Wednesday, October 10, 2007

Ten

I don't think I've gushed enough lately on how much I love my church. We had this thing tonight called "Dinner for Ten" where ten people gathered at our pastor's home and hung out, talked, and ate good food. I can't even begin to describe how connected I feel and how many prayers of mine are being answered by God. I have longed for community for the past year or so and I just have felt like it's no where to be found. I prayed and prayed and prayed that God would lead me to a group of friends that were like me (and liked me!)...and I had resigned myself to thinking that God's answer to that prayer was "later" and that I needed to draw closer to him and lean on him to fulfill my needs...and then something drastic happened, we switched churches, and I'm experiencing an abundance of blessing from the Lord. It is amazing and I am so thankful for each and every second of it! I had started thinking that Greg and I were the only young married couple out there...and come to find out, we're not! Not only are we not the only young married couple, there are four others in our COM group and we met two others tonight! God is SO good!

I ran ten miles on Saturday...TEN! 10! DIEZ! I'm still finding it hard to fathom that my body can run 10 stinkin' miles...that's like my apartment to my parents house...and that's just crazy! I'm not gonna lie, I spent the better portion of Saturday sacked out in bed and complaining because my toenails hurt (yes...I'm serious. My toenails hurt SO bad), but I did it - I ran/walked for 2 hours and 40 minutes. And if we're gonna get technical about it, it was actually 10.69 miles - not just 10. I've now reached a new place in my running where I'm discovering new things. Like my size 8 running shoes really needed to be a size 8 1/2, and even though I just bought them in August, they are getting replaced this weekend so my toenails don't get smashed in the bottom of them. Or that seams on sleeveless shirts can be the most painful things in the world and cause gaping sores on the insides of your arms from chafing. Or that Gu is super nasty and sport beans don't really work. Or that Accelerade may give you more energy, but it tastes like dirt. Or that my Galloway group is amazing. Or that God can give you strength to run 5 more miles when you fall in a hole and roll your ankle on mile 5. Lessons learned are great :)
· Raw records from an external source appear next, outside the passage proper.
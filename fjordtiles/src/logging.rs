//! Logging setup.
//!
//! Structured `tracing` output on two sinks: a compact ANSI stream on
//! stdout for the terminal, and a plain non-blocking file under the log
//! directory for after-the-fact debugging on a device that was offline
//! at sea. Filtering follows `RUST_LOG`, defaulting to `info`.

use std::io;

use tracing_appender::non_blocking::WorkerGuard;
use tracing_subscriber::layer::SubscriberExt;
use tracing_subscriber::util::SubscriberInitExt;
use tracing_subscriber::EnvFilter;

/// Keeps the file writer alive.
///
/// Dropping this guard flushes and closes the log file, so hold it for
/// the lifetime of the process.
pub struct LoggingGuard {
    _file_guard: WorkerGuard,
}

/// Initialize the global tracing subscriber.
///
/// # Arguments
///
/// * `log_dir` - Directory for the log file, created if needed
/// * `log_file` - Log filename within `log_dir`
///
/// # Errors
///
/// Returns an error if the log directory cannot be created.
pub fn init_logging(log_dir: &str, log_file: &str) -> Result<LoggingGuard, io::Error> {
    std::fs::create_dir_all(log_dir)?;

    let file_appender = tracing_appender::rolling::never(log_dir, log_file);
    let (non_blocking_file, file_guard) = tracing_appender::non_blocking(file_appender);

    let file_layer = tracing_subscriber::fmt::layer()
        .with_writer(non_blocking_file)
        .with_ansi(false);

    let stdout_layer = tracing_subscriber::fmt::layer()
        .with_writer(io::stdout)
        .with_ansi(true)
        .compact();

    let env_filter = EnvFilter::try_from_default_env().unwrap_or_else(|_| EnvFilter::new("info"));

    tracing_subscriber::registry()
        .with(env_filter)
        .with(file_layer)
        .with(stdout_layer)
        .init();

    Ok(LoggingGuard {
        _file_guard: file_guard,
    })
}

/// Default log directory.
pub fn default_log_dir() -> &'static str {
    "logs"
}

/// Default log file name.
pub fn default_log_file() -> &'static str {
    "fjordtiles.log"
}
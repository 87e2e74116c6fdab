//! CLI subcommand implementations.

pub mod cache;
pub mod download;
pub mod tile;
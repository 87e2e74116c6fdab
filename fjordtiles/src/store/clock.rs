//! Clock abstraction for write timestamps.
//!
//! The store stamps every write through a [`Clock`] so eviction-order
//! tests can run against a hand-cranked time source instead of wall time.

use std::time::{Duration, SystemTime};

use parking_lot::Mutex;

/// Source of write timestamps.
pub trait Clock: Send + Sync {
    /// The current time.
    fn now(&self) -> SystemTime;
}

/// Wall-clock time.
#[derive(Debug, Default, Clone, Copy)]
pub struct SystemClock;

impl Clock for SystemClock {
    fn now(&self) -> SystemTime {
        SystemTime::now()
    }
}

/// Testing clock that only moves when told to.
pub struct ManualClock {
    now: Mutex<SystemTime>,
}

impl ManualClock {
    /// A clock frozen at `start`.
    pub fn new(start: SystemTime) -> Self {
        Self {
            now: Mutex::new(start),
        }
    }

    /// A clock frozen at the Unix epoch.
    pub fn at_epoch() -> Self {
        Self::new(SystemTime::UNIX_EPOCH)
    }

    /// Move the clock forward.
    pub fn advance(&self, by: Duration) {
        let mut now = self.now.lock();
        *now += by;
    }
}

impl Clock for ManualClock {
    fn now(&self) -> SystemTime {
        *self.now.lock()
    }
}
//! Tile server URL building.
//!
//! Tile servers publish interchangeable shard hosts (`a.tile...`,
//! `b.tile...`) so bulk clients spread load and dodge per-host connection
//! limits. [`TileServer`] expands a `{s}/{z}/{x}/{y}` template, picking
//! the shard through the injected random source.

use crate::coord::TileCoord;
use crate::rng::RandomSource;

/// Default OpenStreetMap raster tile template.
pub const DEFAULT_URL_TEMPLATE: &str = "https://{s}.tile.openstreetmap.org/{z}/{x}/{y}.png";

/// Default shard subdomains.
pub const DEFAULT_SHARDS: [&str; 3] = ["a", "b", "c"];

/// A raster tile server described by a URL template and its shards.
#[derive(Debug, Clone, PartialEq, Eq)]
pub struct TileServer {
    url_template: String,
    shards: Vec<String>,
}

impl TileServer {
    /// A server from a template and shard list.
    ///
    /// Templates without a `{s}` placeholder work with an empty shard
    /// list.
    pub fn new(url_template: impl Into<String>, shards: Vec<String>) -> Self {
        Self {
            url_template: url_template.into(),
            shards,
        }
    }

    /// The URL for `tile` on a specific shard.
    pub fn url_for_shard(&self, tile: &TileCoord, shard: &str) -> String {
        self.url_template
            .replace("{s}", shard)
            .replace("{z}", &tile.zoom.to_string())
            .replace("{x}", &tile.col.to_string())
            .replace("{y}", &tile.row.to_string())
    }

    /// The URL for `tile`, with the shard drawn from `random`.
    pub fn tile_url(&self, tile: &TileCoord, random: &dyn RandomSource) -> String {
        let shard = if self.shards.is_empty() {
            ""
        } else {
            self.shards[random.pick_index(self.shards.len())].as_str()
        };
        self.url_for_shard(tile, shard)
    }
}

impl Default for TileServer {
    fn default() -> Self {
        Self::new(
            DEFAULT_URL_TEMPLATE,
            DEFAULT_SHARDS.iter().map(|s| s.to_string()).collect(),
        )
    }
}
Ten days until my first wedding with Allen! I'm so excited, so nervous...I feel like it's almost too good to be true. I was talking to my mom on the phone this afternoon about how I feel like I'm just waiting for something to go wrong with that whole thing. I'm not sure why. Maybe it's because something has gone "wrong" in every single job I've ever had and I've come to realize that people don't really keep good on their promises. But I feel like God is stretching me to trust and to enjoy hard work. I trust Allen completely and I trust that he is going to teach me more than I can imagine. I trust that God has plans that are SO much bigger than me...and that he's given me talents that I can use in spiritual ways. A few weekends ago a passion that I didn't even know I had hit me in the middle of church...whenever I get good at photography, I want to find a way to help people with it. Before you say that sounds silly, it's not. I want to use my gift to go to NICU and take pictures of premies who may or may not live. I want to go to the children's cancer center and give the gift of memories in print to parents who may lose their children. I want to give people the gift of amazing pictures who otherwise can't afford it. And I'm not sure where this desire is coming from (well, I'm pretty sure it's from God) because I've never had this thought before. And it makes me get so excited thinking about it :)

Tenth of the month...we've been married for seven whole months! Seven glorious, challenging, beautiful, surprising, exciting, take-my-breath-away months. And I couldn't be happier with my husband :) It's still sometimes weird to think that we're actually married. I know it's been 7 months and 200-odd days of it, but it seems like we were engaged for SO long and all I wanted to do was be married that it still sometimes seems surreal and dreamlike. I remember after we checked out of our hotel the day after the wedding and were on our way to Galveston that everything seemed like this huge dream. I was still operating on about four hours of sleep in 72 hours, so everything was kind of fuzzy around the edges...but it literally took weeks for the reality of everything to hit me. We got rushed into this whirlwind cruise where it seemed like we were playing house (or maybe that's what the anti-dizziness drugs did to me! ;)) And sometimes I wake up and feel like we're still just playing house...and then I get to smile and realize "hey...I have a husband!" and it's exciting :)

I pray that God will be big in your life, that he will answer prayers and give you passions that you didn't even know you had. I am praying for you today!!